Once the user has successfully connected to the VNC server we see a request to a resource called, “/websockify” followed by TCP data and “Websocket Binary.” While the session is using HTTP, the actual VNC data is encrypted according to the JavaScript files loaded by the webpage. I didn’t know much about what “flavor” of VNC they are using so I attempted to collect information from the server by generating an error. I discovered this can be done by either removing all get parameters or by typing in the incorrect sha1hash value. Once you do this, there will be a red banner displaying an error message. Once an error is generated, if we read the page source, we can view the JavaScript used for the VNC user interface, along with the version of VNC and what files are loaded in.

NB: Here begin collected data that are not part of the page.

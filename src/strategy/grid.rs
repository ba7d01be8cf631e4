// =============================================================================
// Grid engine — ladder of buy levels below a base price
// =============================================================================
//
// A grid is anchored at the price seen when a market is first analyzed.
// Crossing an unfilled level below the base emits a BUY for that rung;
// climbing one step above the cheapest filled rung emits a SELL to harvest
// it. The snapshot (base, step, filled rungs) is persisted as an encoded
// string under `grid.state.<market>` and restored on startup.
// =============================================================================

use std::collections::HashMap;
use std::sync::Arc;

use async_trait::async_trait;
use parking_lot::RwLock;
use rust_decimal::prelude::ToPrimitive;
use rust_decimal::Decimal;
use serde::{Deserialize, Serialize};
use tracing::{debug, warn};

use crate::config_store::ConfigStore;
use crate::strategy::{SignalAction, Strategy, StrategyContext, TradingSignal};
use crate::types::{normalize_market, Side, StrategyCode};

/// Default grid spacing between rungs.
const DEFAULT_STEP_PERCENT: f64 = 1.0;
/// Rungs tracked below the base.
const MAX_LEVELS: i32 = 10;

fn state_key(market: &str) -> String {
    format!("grid.state.{}", normalize_market(market))
}

/// Persisted grid snapshot for one market.
#[derive(Debug, Clone, Serialize, Deserialize)]
pub struct GridState {
    pub base_price: Decimal,
    pub step_percent: f64,
    /// Rung indexes currently holding inventory (negative = below base).
    pub filled_levels: Vec<i32>,
}

impl GridState {
    fn new(base_price: Decimal, step_percent: f64) -> Self {
        Self {
            base_price,
            step_percent,
            filled_levels: Vec::new(),
        }
    }

    /// Rung index for a price: 0 at the base, -1 one step below, and so on.
    fn level_for(&self, price: Decimal) -> i32 {
        let base = self.base_price.to_f64().unwrap_or(0.0);
        let p = price.to_f64().unwrap_or(0.0);
        if base <= 0.0 || self.step_percent <= 0.0 {
            return 0;
        }
        ((p / base - 1.0) / (self.step_percent / 100.0)).floor() as i32
    }
}

pub struct GridStrategy {
    config: Arc<ConfigStore>,
    states: RwLock<HashMap<String, GridState>>,
    dirty: RwLock<HashMap<String, bool>>,
}

impl GridStrategy {
    pub fn new(config: Arc<ConfigStore>) -> Self {
        Self {
            config,
            states: RwLock::new(HashMap::new()),
            dirty: RwLock::new(HashMap::new()),
        }
    }

    /// Fetch (restoring or initializing) the state for one market.
    fn state_for(&self, market: &str, current_price: Decimal) -> GridState {
        let market = normalize_market(market);
        if let Some(state) = self.states.read().get(&market) {
            return state.clone();
        }

        // Cold path: restore from the config store, else anchor a new grid.
        let restored = {
            let raw = self.config.get(&state_key(&market), "");
            if raw.is_empty() {
                None
            } else {
                match serde_json::from_str::<GridState>(&raw) {
                    Ok(s) => Some(s),
                    Err(e) => {
                        warn!(market = %market, error = %e, "unreadable grid snapshot, re-anchoring");
                        None
                    }
                }
            }
        };

        let state = restored.unwrap_or_else(|| {
            let step = self
                .config
                .get_f64("strategy.grid.step_pct", DEFAULT_STEP_PERCENT)
                .max(0.1);
            debug!(market = %market, base = %current_price, step, "grid anchored");
            GridState::new(current_price, step)
        });

        self.states.write().insert(market.clone(), state.clone());
        self.dirty.write().insert(market, true);
        state
    }

    fn mark_dirty(&self, market: &str) {
        self.dirty.write().insert(normalize_market(market), true);
    }
}

#[async_trait]
impl Strategy for GridStrategy {
    fn code(&self) -> StrategyCode {
        StrategyCode::Grid
    }

    fn analyze(&self, ctx: &StrategyContext<'_>) -> TradingSignal {
        let price = ctx.current_price;
        if price <= Decimal::ZERO {
            return TradingSignal::hold(ctx.market, self.code(), price, "invalid price");
        }

        let state = self.state_for(ctx.market, price);
        let level = state.level_for(price);

        // Below the base on an unfilled rung: buy it.
        if (-MAX_LEVELS..0).contains(&level) && !state.filled_levels.contains(&level) {
            let confidence = (50.0 + level.unsigned_abs() as f64 * 4.0).min(85.0);
            return TradingSignal {
                market: normalize_market(ctx.market),
                action: SignalAction::Buy,
                confidence,
                price,
                reason: format!("grid rung {level} at base {}", state.base_price),
                strategy: self.code(),
            };
        }

        // One step above the cheapest filled rung: harvest it.
        if let Some(&lowest) = state.filled_levels.iter().min() {
            if level > lowest {
                return TradingSignal {
                    market: normalize_market(ctx.market),
                    action: SignalAction::Sell,
                    confidence: 60.0,
                    price,
                    reason: format!("harvesting grid rung {lowest}"),
                    strategy: self.code(),
                };
            }
        }

        TradingSignal::hold(ctx.market, self.code(), price, "no rung crossed")
    }

    async fn on_order_filled(&self, market: &str, side: Side, price: Decimal) {
        let market = normalize_market(market);
        {
            let mut states = self.states.write();
            let Some(state) = states.get_mut(&market) else {
                return;
            };
            let level = state.level_for(price);
            match side {
                Side::Buy => {
                    if !state.filled_levels.contains(&level) {
                        state.filled_levels.push(level);
                        state.filled_levels.sort_unstable();
                    }
                }
                Side::Sell => {
                    // Harvest releases the cheapest rung.
                    if let Some(&lowest) = state.filled_levels.iter().min() {
                        state.filled_levels.retain(|&l| l != lowest);
                    }
                }
            }
        }
        self.mark_dirty(&market);
        self.persist_state(&market).await;
    }

    async fn persist_state(&self, market: &str) {
        let market = normalize_market(market);
        let is_dirty = self.dirty.read().get(&market).copied().unwrap_or(false);
        if !is_dirty {
            return;
        }

        let snapshot = match self.states.read().get(&market) {
            Some(s) => s.clone(),
            None => return,
        };
        match serde_json::to_string(&snapshot) {
            Ok(json) => {
                if let Err(e) = self
                    .config
                    .set_with_meta(&state_key(&market), &json, Some("strategy"), None)
                    .await
                {
                    warn!(market = %market, error = %e, "grid snapshot persistence failed");
                    return;
                }
                self.dirty.write().insert(market, false);
            }
            Err(e) => warn!(market = %market, error = %e, "grid snapshot serialization failed"),
        }
    }
}

// =============================================================================
// Tests
// =============================================================================

#[cfg(test)]
mod tests {
    use super::*;
    use crate::market_data::Candle;
    use crate::persistence::database::memory_pool;
    use crate::persistence::ConfigRepository;
    use crate::regime::{RegimeAnalysis, RegimeKind};
    use chrono::Utc;
    use rust_decimal_macros::dec;

    fn candles() -> Vec<Candle> {
        (0..30)
            .map(|_| Candle {
                timestamp: Utc::now(),
                open: dec!(100),
                high: dec!(100.5),
                low: dec!(99.5),
                close: dec!(100),
                volume: dec!(10),
            })
            .collect()
    }

    fn regime() -> RegimeAnalysis {
        RegimeAnalysis {
            regime: RegimeKind::Sideways,
            adx: 12.0,
            atr_percent: 0.8,
            confidence: 0.6,
        }
    }

    async fn strategy() -> GridStrategy {
        let config = Arc::new(
            ConfigStore::load(ConfigRepository::new(memory_pool().await))
                .await
                .unwrap(),
        );
        GridStrategy::new(config)
    }

    #[tokio::test]
    async fn anchors_at_first_price_and_holds() {
        let grid = strategy().await;
        let c = candles();
        let r = regime();
        let ctx = StrategyContext {
            market: "BTC-USDT",
            candles: &c,
            current_price: dec!(100),
            regime: &r,
        };
        assert_eq!(grid.analyze(&ctx).action, SignalAction::Hold);
    }

    #[tokio::test]
    async fn buys_unfilled_rung_below_base() {
        let grid = strategy().await;
        let c = candles();
        let r = regime();

        // Anchor at 100.
        let anchor = StrategyContext {
            market: "BTC-USDT",
            candles: &c,
            current_price: dec!(100),
            regime: &r,
        };
        grid.analyze(&anchor);

        // Price drops past the first rung (-1%).
        let dip = StrategyContext {
            market: "BTC-USDT",
            candles: &c,
            current_price: dec!(98.9),
            regime: &r,
        };
        let signal = grid.analyze(&dip);
        assert_eq!(signal.action, SignalAction::Buy);
        assert!(signal.reason.contains("rung"));

        // Filled rung does not re-buy.
        grid.on_order_filled("BTC-USDT", Side::Buy, dec!(98.9)).await;
        assert_eq!(grid.analyze(&dip).action, SignalAction::Hold);
    }

    #[tokio::test]
    async fn harvests_when_price_recovers() {
        let grid = strategy().await;
        let c = candles();
        let r = regime();
        let anchor = StrategyContext {
            market: "BTC-USDT",
            candles: &c,
            current_price: dec!(100),
            regime: &r,
        };
        grid.analyze(&anchor);
        grid.on_order_filled("BTC-USDT", Side::Buy, dec!(98.9)).await;

        let recovery = StrategyContext {
            market: "BTC-USDT",
            candles: &c,
            current_price: dec!(100.2),
            regime: &r,
        };
        let signal = grid.analyze(&recovery);
        assert_eq!(signal.action, SignalAction::Sell);

        // Selling releases the rung.
        grid.on_order_filled("BTC-USDT", Side::Sell, dec!(100.2)).await;
        assert_eq!(grid.analyze(&recovery).action, SignalAction::Hold);
    }

    #[tokio::test]
    async fn snapshot_restores_across_instances() {
        let config = Arc::new(
            ConfigStore::load(ConfigRepository::new(memory_pool().await))
                .await
                .unwrap(),
        );
        let c = candles();
        let r = regime();

        {
            let grid = GridStrategy::new(config.clone());
            let anchor = StrategyContext {
                market: "BTC-USDT",
                candles: &c,
                current_price: dec!(100),
                regime: &r,
            };
            grid.analyze(&anchor);
            grid.on_order_filled("BTC-USDT", Side::Buy, dec!(98.9)).await;
            grid.persist_state("BTC-USDT").await;
        }

        // New instance over the same store: the filled rung survives.
        let grid = GridStrategy::new(config);
        let dip = StrategyContext {
            market: "BTC-USDT",
            candles: &c,
            current_price: dec!(98.9),
            regime: &r,
        };
        assert_eq!(grid.analyze(&dip).action, SignalAction::Hold);
    }
}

Once I learned that Cloud at Cost is using noVNC I began to read up on the protocol along with the local JS files that were used for the VNC session. noVNC traditionally runs over the Remote Frame Buffer (RFB) protocol and there are a few important things to understand about the protocol:

1. Input Protocol
   • Input is sent to the server on each key press
2. Protocol Messages
   • Uses either a byte stream or is message-based
3. Server Response
   • Server responds with JPEGs from VNC session
4. Protocol Stages
   • Handshake
   • Initialization Phase
   • Normal Protocol Interaction

It is at this point I start up a new Wireshark capture and record myself connecting to VNC and then logging into my virtual machine. When reviewing the traffic, I noticed a lot of masked data:

Even though the Websocket stream is encrypted, when viewing only the masked data in Wireshark we see what appears to be a plaintext ‘r’. I then look at the next Websocket packet with the same data only the second hex value changes from “0x01” to “0x00”. I then learn, the two leading hex values “0x04” and “0x01” are representative of a key being pressed down on the keyboard and “0x04” and “0x00” is the key being released. By the third packet, I fully see a ‘o’ to demonstrate me typing in the string “root” with key presses and key releases.

I write a simple script that reads hex that has been exported from the packet capture and decodes all the hex characters that have been transmitted over the wire.

It becomes evident that even though encryption is enabled for the RFB connection, the entire payload is not encrypted. This can be used by an attacker to see each key a Cloud at Cost user presses during the VNC connection.

Conclusion

I have demonstrated that an unsophisticated attacker can not only enumerate and access VNC sessions but also capture all user input sent to the server. I believe it is in the best interest of Cloud at Cost to remediate these vulnerabilities as they undermine the security of their product. Without a mitigation deployed, most security measure thought to be employed can be circumvented as explained. This could result in customer’s virtual machines being compromised or customers losing faith in the product altogether. I have contacted Cloud at Cost on three separate occasions and am awaiting a response.